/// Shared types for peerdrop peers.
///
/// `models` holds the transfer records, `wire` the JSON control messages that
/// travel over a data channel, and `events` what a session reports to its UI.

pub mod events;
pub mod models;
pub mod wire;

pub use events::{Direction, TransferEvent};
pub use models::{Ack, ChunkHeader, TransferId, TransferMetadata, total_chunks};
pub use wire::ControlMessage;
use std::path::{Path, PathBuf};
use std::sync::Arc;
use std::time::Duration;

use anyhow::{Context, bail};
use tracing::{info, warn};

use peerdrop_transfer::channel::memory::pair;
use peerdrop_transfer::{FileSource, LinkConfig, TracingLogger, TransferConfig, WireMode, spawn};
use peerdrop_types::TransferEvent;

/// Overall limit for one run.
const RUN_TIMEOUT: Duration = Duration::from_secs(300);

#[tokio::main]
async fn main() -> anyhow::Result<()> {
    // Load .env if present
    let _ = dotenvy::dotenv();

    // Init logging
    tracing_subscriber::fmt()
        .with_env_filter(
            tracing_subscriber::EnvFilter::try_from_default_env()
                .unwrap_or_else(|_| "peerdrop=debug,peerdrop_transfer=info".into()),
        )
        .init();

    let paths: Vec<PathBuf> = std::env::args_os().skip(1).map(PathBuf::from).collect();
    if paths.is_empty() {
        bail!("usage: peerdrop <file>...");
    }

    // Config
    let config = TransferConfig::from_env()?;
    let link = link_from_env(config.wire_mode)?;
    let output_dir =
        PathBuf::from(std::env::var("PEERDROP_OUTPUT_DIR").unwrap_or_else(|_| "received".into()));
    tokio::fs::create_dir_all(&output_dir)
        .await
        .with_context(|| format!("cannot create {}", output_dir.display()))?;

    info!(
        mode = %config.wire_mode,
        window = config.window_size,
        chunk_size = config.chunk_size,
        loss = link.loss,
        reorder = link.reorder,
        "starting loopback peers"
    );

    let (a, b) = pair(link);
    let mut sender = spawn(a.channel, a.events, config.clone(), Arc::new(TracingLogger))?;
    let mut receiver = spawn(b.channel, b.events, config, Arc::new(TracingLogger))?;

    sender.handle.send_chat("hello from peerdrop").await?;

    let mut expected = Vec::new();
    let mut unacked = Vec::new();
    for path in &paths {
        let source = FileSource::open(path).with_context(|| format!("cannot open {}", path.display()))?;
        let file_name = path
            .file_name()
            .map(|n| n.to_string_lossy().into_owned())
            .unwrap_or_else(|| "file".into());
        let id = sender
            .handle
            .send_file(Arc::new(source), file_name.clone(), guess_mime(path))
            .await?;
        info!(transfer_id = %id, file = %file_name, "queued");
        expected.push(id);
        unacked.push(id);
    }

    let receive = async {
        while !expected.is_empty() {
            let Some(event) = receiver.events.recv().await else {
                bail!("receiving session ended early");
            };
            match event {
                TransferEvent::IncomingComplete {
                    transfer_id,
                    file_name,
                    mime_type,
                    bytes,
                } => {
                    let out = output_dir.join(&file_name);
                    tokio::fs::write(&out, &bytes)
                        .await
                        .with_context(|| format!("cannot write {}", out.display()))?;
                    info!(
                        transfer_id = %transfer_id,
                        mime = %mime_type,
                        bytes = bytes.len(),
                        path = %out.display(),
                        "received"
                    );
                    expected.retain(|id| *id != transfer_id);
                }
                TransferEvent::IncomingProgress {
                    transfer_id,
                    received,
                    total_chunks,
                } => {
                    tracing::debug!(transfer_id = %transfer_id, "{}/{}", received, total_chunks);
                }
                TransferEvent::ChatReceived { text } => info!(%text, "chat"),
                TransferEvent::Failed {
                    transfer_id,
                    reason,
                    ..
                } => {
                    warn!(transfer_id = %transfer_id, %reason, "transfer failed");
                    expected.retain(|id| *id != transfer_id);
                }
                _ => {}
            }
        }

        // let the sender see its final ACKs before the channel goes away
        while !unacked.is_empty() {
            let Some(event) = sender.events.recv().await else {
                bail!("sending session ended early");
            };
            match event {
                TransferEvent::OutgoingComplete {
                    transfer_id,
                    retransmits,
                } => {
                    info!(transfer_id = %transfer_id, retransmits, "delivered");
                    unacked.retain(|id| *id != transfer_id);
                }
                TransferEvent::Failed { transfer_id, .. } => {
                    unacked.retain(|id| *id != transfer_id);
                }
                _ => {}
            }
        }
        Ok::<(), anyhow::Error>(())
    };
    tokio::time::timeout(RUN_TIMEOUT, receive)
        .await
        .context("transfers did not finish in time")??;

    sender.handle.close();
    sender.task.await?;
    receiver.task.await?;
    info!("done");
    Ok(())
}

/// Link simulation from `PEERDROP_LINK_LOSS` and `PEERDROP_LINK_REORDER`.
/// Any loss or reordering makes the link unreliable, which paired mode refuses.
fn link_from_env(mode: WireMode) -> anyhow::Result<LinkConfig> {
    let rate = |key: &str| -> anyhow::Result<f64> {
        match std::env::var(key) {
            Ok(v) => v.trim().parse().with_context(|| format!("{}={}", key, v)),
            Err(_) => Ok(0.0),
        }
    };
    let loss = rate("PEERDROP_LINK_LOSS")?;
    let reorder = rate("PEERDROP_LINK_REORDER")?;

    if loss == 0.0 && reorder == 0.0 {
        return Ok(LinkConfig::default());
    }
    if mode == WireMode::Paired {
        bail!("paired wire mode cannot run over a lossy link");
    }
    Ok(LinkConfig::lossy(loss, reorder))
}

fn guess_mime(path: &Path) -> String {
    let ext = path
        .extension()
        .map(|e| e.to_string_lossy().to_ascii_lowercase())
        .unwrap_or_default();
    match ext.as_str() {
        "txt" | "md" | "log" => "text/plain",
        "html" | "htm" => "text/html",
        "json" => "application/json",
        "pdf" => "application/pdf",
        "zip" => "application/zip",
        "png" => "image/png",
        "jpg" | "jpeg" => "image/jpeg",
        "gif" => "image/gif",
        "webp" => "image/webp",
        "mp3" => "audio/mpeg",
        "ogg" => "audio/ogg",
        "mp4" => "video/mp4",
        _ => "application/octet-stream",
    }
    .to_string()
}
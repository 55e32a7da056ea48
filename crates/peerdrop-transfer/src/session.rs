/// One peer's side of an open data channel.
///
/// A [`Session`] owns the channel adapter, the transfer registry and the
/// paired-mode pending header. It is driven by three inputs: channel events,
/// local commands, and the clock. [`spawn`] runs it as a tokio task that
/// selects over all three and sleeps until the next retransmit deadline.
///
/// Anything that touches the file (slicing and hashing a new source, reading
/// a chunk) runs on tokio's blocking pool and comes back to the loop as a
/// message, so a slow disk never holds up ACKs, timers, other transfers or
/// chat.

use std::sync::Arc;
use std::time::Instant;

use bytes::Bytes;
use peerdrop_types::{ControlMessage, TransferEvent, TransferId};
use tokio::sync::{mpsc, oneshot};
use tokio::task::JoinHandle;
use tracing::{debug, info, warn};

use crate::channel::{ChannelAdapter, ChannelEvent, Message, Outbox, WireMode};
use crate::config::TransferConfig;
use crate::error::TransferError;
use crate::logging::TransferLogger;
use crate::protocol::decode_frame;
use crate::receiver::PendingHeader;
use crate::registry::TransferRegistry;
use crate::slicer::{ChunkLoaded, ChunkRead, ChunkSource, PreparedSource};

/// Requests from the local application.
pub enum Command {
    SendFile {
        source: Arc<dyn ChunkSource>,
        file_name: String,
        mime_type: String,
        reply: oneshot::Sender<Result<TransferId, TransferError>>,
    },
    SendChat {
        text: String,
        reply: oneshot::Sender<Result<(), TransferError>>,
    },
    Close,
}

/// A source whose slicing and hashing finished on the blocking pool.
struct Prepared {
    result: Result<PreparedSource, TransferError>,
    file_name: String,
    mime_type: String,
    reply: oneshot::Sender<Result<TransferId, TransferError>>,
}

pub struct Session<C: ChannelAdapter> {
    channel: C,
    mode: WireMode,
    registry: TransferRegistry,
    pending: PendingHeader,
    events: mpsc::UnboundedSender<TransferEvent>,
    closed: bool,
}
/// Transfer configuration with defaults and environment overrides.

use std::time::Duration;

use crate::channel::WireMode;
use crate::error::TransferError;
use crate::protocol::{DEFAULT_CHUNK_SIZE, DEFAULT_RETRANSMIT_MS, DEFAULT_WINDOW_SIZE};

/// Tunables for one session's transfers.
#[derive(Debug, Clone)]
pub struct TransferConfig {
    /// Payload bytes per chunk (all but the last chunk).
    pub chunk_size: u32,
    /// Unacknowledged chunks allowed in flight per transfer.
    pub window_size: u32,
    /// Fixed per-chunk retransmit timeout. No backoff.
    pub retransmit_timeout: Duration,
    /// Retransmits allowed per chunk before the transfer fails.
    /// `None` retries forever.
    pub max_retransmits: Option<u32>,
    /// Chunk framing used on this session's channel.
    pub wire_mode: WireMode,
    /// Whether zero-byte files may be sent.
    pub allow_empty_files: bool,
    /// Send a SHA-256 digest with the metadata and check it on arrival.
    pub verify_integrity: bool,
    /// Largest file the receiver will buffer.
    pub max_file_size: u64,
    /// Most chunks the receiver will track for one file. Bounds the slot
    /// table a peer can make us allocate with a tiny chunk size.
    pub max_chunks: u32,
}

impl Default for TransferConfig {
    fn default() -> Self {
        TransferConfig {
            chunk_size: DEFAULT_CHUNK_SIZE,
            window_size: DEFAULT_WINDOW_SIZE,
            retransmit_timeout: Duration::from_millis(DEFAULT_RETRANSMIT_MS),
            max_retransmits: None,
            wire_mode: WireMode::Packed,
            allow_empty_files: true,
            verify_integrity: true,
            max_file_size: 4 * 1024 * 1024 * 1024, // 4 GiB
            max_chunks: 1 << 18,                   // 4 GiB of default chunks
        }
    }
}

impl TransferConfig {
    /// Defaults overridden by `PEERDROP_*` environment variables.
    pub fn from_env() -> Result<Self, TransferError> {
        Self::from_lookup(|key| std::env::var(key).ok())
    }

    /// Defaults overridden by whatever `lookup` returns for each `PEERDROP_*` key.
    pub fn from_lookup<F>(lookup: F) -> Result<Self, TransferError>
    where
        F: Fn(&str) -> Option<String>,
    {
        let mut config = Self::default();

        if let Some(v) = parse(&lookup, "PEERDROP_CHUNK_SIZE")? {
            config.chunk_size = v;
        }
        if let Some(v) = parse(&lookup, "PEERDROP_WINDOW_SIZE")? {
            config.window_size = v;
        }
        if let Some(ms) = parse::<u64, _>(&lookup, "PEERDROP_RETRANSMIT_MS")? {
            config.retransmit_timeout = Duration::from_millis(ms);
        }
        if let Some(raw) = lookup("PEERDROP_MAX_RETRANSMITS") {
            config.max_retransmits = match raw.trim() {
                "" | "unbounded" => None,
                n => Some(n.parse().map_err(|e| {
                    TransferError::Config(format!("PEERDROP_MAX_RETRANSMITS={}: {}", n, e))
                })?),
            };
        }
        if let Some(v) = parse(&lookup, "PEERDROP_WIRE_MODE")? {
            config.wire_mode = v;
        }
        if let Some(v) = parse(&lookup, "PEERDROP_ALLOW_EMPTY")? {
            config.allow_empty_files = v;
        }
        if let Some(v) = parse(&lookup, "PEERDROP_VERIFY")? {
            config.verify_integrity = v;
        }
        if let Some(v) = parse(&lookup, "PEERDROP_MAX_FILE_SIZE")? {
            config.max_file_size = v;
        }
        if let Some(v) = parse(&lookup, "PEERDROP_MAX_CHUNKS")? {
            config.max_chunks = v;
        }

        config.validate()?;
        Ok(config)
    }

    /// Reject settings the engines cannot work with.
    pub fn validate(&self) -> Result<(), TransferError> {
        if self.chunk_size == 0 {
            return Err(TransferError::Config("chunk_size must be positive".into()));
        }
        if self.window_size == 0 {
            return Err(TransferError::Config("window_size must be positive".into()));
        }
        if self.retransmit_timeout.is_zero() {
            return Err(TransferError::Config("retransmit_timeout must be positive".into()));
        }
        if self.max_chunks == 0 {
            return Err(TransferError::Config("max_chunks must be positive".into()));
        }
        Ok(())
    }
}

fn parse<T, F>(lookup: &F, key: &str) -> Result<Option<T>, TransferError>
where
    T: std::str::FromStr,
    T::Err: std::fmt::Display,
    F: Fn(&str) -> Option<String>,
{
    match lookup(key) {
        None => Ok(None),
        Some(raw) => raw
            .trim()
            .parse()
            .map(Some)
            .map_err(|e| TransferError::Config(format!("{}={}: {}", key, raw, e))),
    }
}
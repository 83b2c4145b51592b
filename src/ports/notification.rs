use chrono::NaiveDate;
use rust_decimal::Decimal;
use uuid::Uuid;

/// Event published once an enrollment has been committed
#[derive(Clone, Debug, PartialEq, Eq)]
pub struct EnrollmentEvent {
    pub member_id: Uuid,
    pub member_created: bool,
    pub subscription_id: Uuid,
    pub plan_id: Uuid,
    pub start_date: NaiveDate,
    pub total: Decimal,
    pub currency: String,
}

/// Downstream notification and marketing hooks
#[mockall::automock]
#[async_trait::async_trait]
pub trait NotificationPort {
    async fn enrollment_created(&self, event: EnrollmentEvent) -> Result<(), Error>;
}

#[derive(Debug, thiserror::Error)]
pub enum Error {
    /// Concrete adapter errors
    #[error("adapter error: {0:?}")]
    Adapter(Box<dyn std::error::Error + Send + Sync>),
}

What you will do: Quote verbatim the line containing "cannot work with." and every line after it through the end of the records above.

Answer to the exercise:
    /// Reject settings the engines cannot work with.
    pub fn validate(&self) -> Result<(), TransferError> {
        if self.chunk_size == 0 {
            return Err(TransferError::Config("chunk_size must be positive".into()));
        }
        if self.window_size == 0 {
            return Err(TransferError::Config("window_size must be positive".into()));
        }
        if self.retransmit_timeout.is_zero() {
            return Err(TransferError::Config("retransmit_timeout must be positive".into()));
        }
        if self.max_chunks == 0 {
            return Err(TransferError::Config("max_chunks must be positive".into()));
        }
        Ok(())
    }
}

fn parse<T, F>(lookup: &F, key: &str) -> Result<Option<T>, TransferError>
where
    T: std::str::FromStr,
    T::Err: std::fmt::Display,
    F: Fn(&str) -> Option<String>,
{
    match lookup(key) {
        None => Ok(None),
        Some(raw) => raw
            .trim()
            .parse()
            .map(Some)
            .map_err(|e| TransferError::Config(format!("{}={}: {}", key, raw, e))),
    }
}
repository 83b2c4145b51592b
filename src/ports/notification.rs
use chrono::NaiveDate;
use rust_decimal::Decimal;
use uuid::Uuid;

/// Event published once an enrollment has been committed
#[derive(Clone, Debug, PartialEq, Eq)]
pub struct EnrollmentEvent {
    pub member_id: Uuid,
    pub member_created: bool,
    pub subscription_id: Uuid,
    pub plan_id: Uuid,
    pub start_date: NaiveDate,
    pub total: Decimal,
    pub currency: String,
}

/// Downstream notification and marketing hooks
#[mockall::automock]
#[async_trait::async_trait]
pub trait NotificationPort {
    async fn enrollment_created(&self, event: EnrollmentEvent) -> Result<(), Error>;
}

#[derive(Debug, thiserror::Error)]
pub enum Error {
    /// Concrete adapter errors
    #[error("adapter error: {0:?}")]
    Adapter(Box<dyn std::error::Error + Send + Sync>),
}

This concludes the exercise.